I will meet the hon. Gentleman half way. I do not believe that unpaid taxes are at a new low. In fact, I think the report I referred to earlier, published by Tax Justice Network and PCS, showed a gap of £119 billion. That certainly suggests to me that one of the major focuses of HMRC should be collecting tax and going after the rogues who are registered in the Cayman Islands and other places, shuffling money. I will meet the hon. Gentleman half way on that.
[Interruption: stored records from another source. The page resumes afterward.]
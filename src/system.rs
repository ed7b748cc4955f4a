use crate::process::{get_command_output, run_command};
use once_cell::sync::Lazy;
use serde::Serialize;
use std::collections::HashMap;
use std::path::{Path, PathBuf};
use std::sync::Mutex;

/// Host operating system flavour, as far as pkgfront cares.
#[derive(Debug, Clone, Copy, PartialEq, Eq, Serialize)]
pub enum Distro {
    Arch,
    Manjaro,
    Void,
    FreeBsd,
    Unknown,
}

impl Distro {
    pub fn label(&self) -> &'static str {
        match self {
            Distro::Arch => "Arch Linux",
            Distro::Manjaro => "Manjaro",
            Distro::Void => "Void Linux",
            Distro::FreeBsd => "FreeBSD",
            Distro::Unknown => "Unknown",
        }
    }

    /// Detect from the contents of an os-release file.
    pub fn from_os_release(contents: &str) -> Self {
        let mut id = String::new();
        let mut id_like = String::new();
        for line in contents.lines() {
            if let Some((key, value)) = line.split_once('=') {
                let value = value.trim().trim_matches('"').to_lowercase();
                match key.trim() {
                    "ID" => id = value,
                    "ID_LIKE" => id_like = value,
                    _ => {}
                }
            }
        }
        match id.as_str() {
            "arch" | "archarm" | "endeavouros" | "garuda" => Distro::Arch,
            "manjaro" | "manjaro-arm" => Distro::Manjaro,
            "void" => Distro::Void,
            "freebsd" | "ghostbsd" => Distro::FreeBsd,
            _ if id_like.split_whitespace().any(|l| l == "arch") => Distro::Arch,
            _ => Distro::Unknown,
        }
    }
}

static DISTRO: Lazy<Distro> = Lazy::new(|| {
    if cfg!(target_os = "freebsd") {
        return Distro::FreeBsd;
    }
    ["/etc/os-release", "/usr/lib/os-release"]
        .iter()
        .find_map(|p| std::fs::read_to_string(p).ok())
        .map(|s| Distro::from_os_release(&s))
        .unwrap_or(Distro::Unknown)
});

/// The distro we are running on (detected once).
pub fn distro() -> Distro {
    *DISTRO
}

static ARCH: Lazy<String> = Lazy::new(|| {
    let out = String::from_utf8_lossy(&get_command_output("uname -m"))
        .trim()
        .to_string();
    if out.is_empty() {
        std::env::consts::ARCH.to_string()
    } else {
        out
    }
});

pub fn system_architecture() -> String {
    ARCH.clone()
}

pub fn has_executable(name: &str) -> bool {
    which::which(name).is_ok()
}

/// Full path of `name` in PATH, if installed.
pub fn discover_binary_path(name: &str) -> Option<PathBuf> {
    which::which(name).ok()
}

/// Whether a process called `app_name` is running.
///
/// With `just_one_instance` set, it only counts as running when more than one
/// instance exists; that is how a second copy of ourselves is detected.
pub fn is_app_running(app_name: &str, just_one_instance: bool) -> bool {
    let out = get_command_output("ps -e -o comm=");
    count_instances(&String::from_utf8_lossy(&out), app_name) > usize::from(just_one_instance)
}

pub fn count_instances(ps_output: &str, app_name: &str) -> usize {
    // comm is truncated to 15 chars by the kernel
    let needle: String = app_name.chars().take(15).collect();
    ps_output
        .lines()
        .filter(|l| l.trim() == needle)
        .count()
}

/// Ping test, falling back to an HTTP HEAD request when ping is missing.
pub fn has_internet_connection() -> bool {
    if has_executable("ping") && do_internet_ping_test() {
        return true;
    }
    has_executable("curl")
        && run_command("curl -sI --max-time 5 https://archlinux.org").success()
}

pub fn do_internet_ping_test() -> bool {
    let flag = if cfg!(target_os = "freebsd") { "-t" } else { "-W" };
    run_command(&format!("ping -c 1 {} 3 www.google.com", flag)).success()
}

/// Uses `file -bi` to tell whether `path` holds text.
pub fn is_text_file(path: &Path) -> bool {
    let out = run_command(&format!(
        "file -bi {}",
        crate::privilege::shell_quote(&path.to_string_lossy())
    ));
    out.success() && out.stdout_str().trim_start().starts_with("text/")
}

static VERSIONS: Lazy<Mutex<HashMap<String, String>>> = Lazy::new(|| Mutex::new(HashMap::new()));

/// First non-empty line of `<tool> --version`, cached per tool.
pub fn tool_version(tool: &str) -> Option<String> {
    if let Some(v) = VERSIONS
        .lock()
        .ok()
        .and_then(|cache| cache.get(tool).cloned())
    {
        return Some(v);
    }
    let out = run_command(&format!("{} --version", tool));
    if !out.success() {
        return None;
    }
    let line = out
        .stdout_str()
        .lines()
        .map(|l| l.trim().trim_start_matches(|c: char| c == '.' || c == '-' || c == ' '))
        .find(|l| !l.is_empty())?
        .to_string();
    if let Ok(mut cache) = VERSIONS.lock() {
        cache.insert(tool.to_string(), line.clone());
    }
    Some(line)
}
HMRC faces a number of challenges requiring investment in offices and infrastructure, and no one from HMRC or from the Treasury has so far explained what changes they will make in the “Building our Future” programme to meet these challenges. I will not resist saying, “We told you so,” because we did, time after time, in this place and elsewhere. We know that UK overseas territories are used to avoid billions of pounds of tax. We know that the uncollected tax avoided by these high-rolling spivs runs into tens or even hundreds of billions of pounds. It beggars belief that, at a time when there is more focus than ever on tax dodgers and their theft from public services, HMRC are shuttering dozens of offices across the country, losing staff and skills that could otherwise be used to target the high rollers who cost our hospitals, infrastructure and schools billions each year.
It is therefore somewhat ironic that Mapeley, to which HMRC’s office estate has been outsourced, is based in Guernsey, a notorious tax avoidance hub overseen by the UK Government. Downing Street confirmed yesterday that HMRC will need up to 5,000 new staff as a direct consequence of Brexit and the UK leaving the customs union.